I have felt trapped by motherhood, by finances and by my own limitations but all that needs to stop. I feel like I am missing the joy in life and to be honest I have been. I have been so caught up in the future and the unknown that it has paralysed me from moving forward, from spending quality time with my kids and it has had me hiding in the world that is Facebook and TV. I guess I have been having what some may call an identity crisis. What am I, what do I want to be and what am I good at? The answer to these questions has plagued me day and night. I have had trouble sleeping, concentrating on my study, and even just being present with my kids.
I have reached a time in my life where I see time whizzing past, I see my kids going to school and I wonder what I will do when they are both doing their own thing? It’s the age old question of what becomes of mum when the kids no longer need her. I’m a planner and this is where the issue arises. I don’t like the unknown so I feel I need to plan right now. I am scared what will happen if I don’t plan. Will I get to that time with no plan and no direction (kind of like how I feel now) and remain stuck.
Now if this was the only issue, then it would be easy to just say, don’t stress about it, something will come up, but I am also stressed about money. Hubby doesn’t exactly work in the most secure industry. At any moment they could tell him not to come in tomorrow. On of my biggest regrets is not planning for the future.
This is where I then think I need to get a job but having hubby work away 1 week on, 1 week off makes it very difficult to juggle that. We have no family living close so it means that the kids would have to go into day care but that is pricey with a capital $. Also finding work that doesn’t require weekend or out of hours work is hard too as day care doesn’t cater for weekends or nights. God even I sound like I am making excuses but I have done the figures and going to work to come away with no money or $50 seems like such a waste of time. It’s a waste of my kids lives that I will be missing.
So the next thought has been how about working for myself. Well I have tried doing my own kids clothing business but that market is so hard to break into, especially when I want to take a Facebook break. Most of these businesses make their money by being visible to mums who are on Facebook while feeding their babies or doing night wakings or just taking a time out like I have done. I wish I could come up with something from home that I could do that doesn’t require me to spend copious amounts of time on the computer or my phone.
So next, I have considered party plan. Sounds great except I don’t know many people down here which is a bit of a problem. I could go to the markets but once again, no day care for kids. Ugh it is so tiring. Why must mums going back to work be so hard. Seriously, everyone talks about getting mums back in the workforce but it is ridiculously hard to a) get a job in the first place, b) bring home enough to make it worthwhile, c)find suitable daycare or other forms of childcare.
So this brings me to this moment. A moment where I am deciding to stop stressing. For goodness sake, I couldn’t even nap today when I had the opportunity because my mind was in overdrive. This is not good for my health, it’s not good for my kids to have an absent mother and it’s not getting me anywhere except stressed. It’s time to STOP!

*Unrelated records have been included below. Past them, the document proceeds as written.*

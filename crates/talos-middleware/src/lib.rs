//! # Talos Middleware
//!
//! The ordered middleware chain that enforces the API contract on every
//! exchange:
//!
//! ```text
//! Request → SpecMatch → JwtVerify (+ scope check) → RequestValidation → Handler
//!                                                                          ↓
//! Response ←──────────────────── ResponseValidation ←─────────────────────┘
//! ```
//!
//! Each stage either forwards to the next one or finalises the exchange with
//! a [`talos_core::Status`] response — never both. Derived facts (the
//! matched operation, token claims) flow between stages through the
//! per-exchange [`AuditContext`].
//!
//! All shared state lives in the [`Engine`]: the spec index, the
//! configuration snapshots and the JWT verifier, built once at startup and
//! injected into every stage.

#![doc(html_root_url = "https://docs.rs/talos-middleware/0.1.0")]
#![warn(missing_docs)]
#![forbid(unsafe_code)]

pub mod chain;
pub mod context;
pub mod engine;
pub mod middleware;
pub mod stages;
pub mod types;

pub use chain::{Chain, ChainBuilder};
pub use context::{AuditContext, ExchangeContext};
pub use engine::{Engine, EngineBuilder, EngineError};
pub use middleware::{BoxFuture, Middleware, Next};
pub use types::{Request, RequestBody, Response, ResponseExt};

My resolution from now on is to switch off from my phone and Facebook. I am going to buy or borrow books rather than read ebooks. I am going to write how I feel as it gives me a release. And I am going to explore things I am curious about. I have 3 and a bit years before my youngest starts kindy. I have time on my side. I am going to take control of my finances and I am going to plan financially for the future. I am going to trust in the universe that the right opportunity will present itself and I will grasp it with both hands if it suits my requirements. Until then I am going to soak in the sun while watching my kids run around playing, giggling, dancing and kiss them until they no longer want kisses from their mum.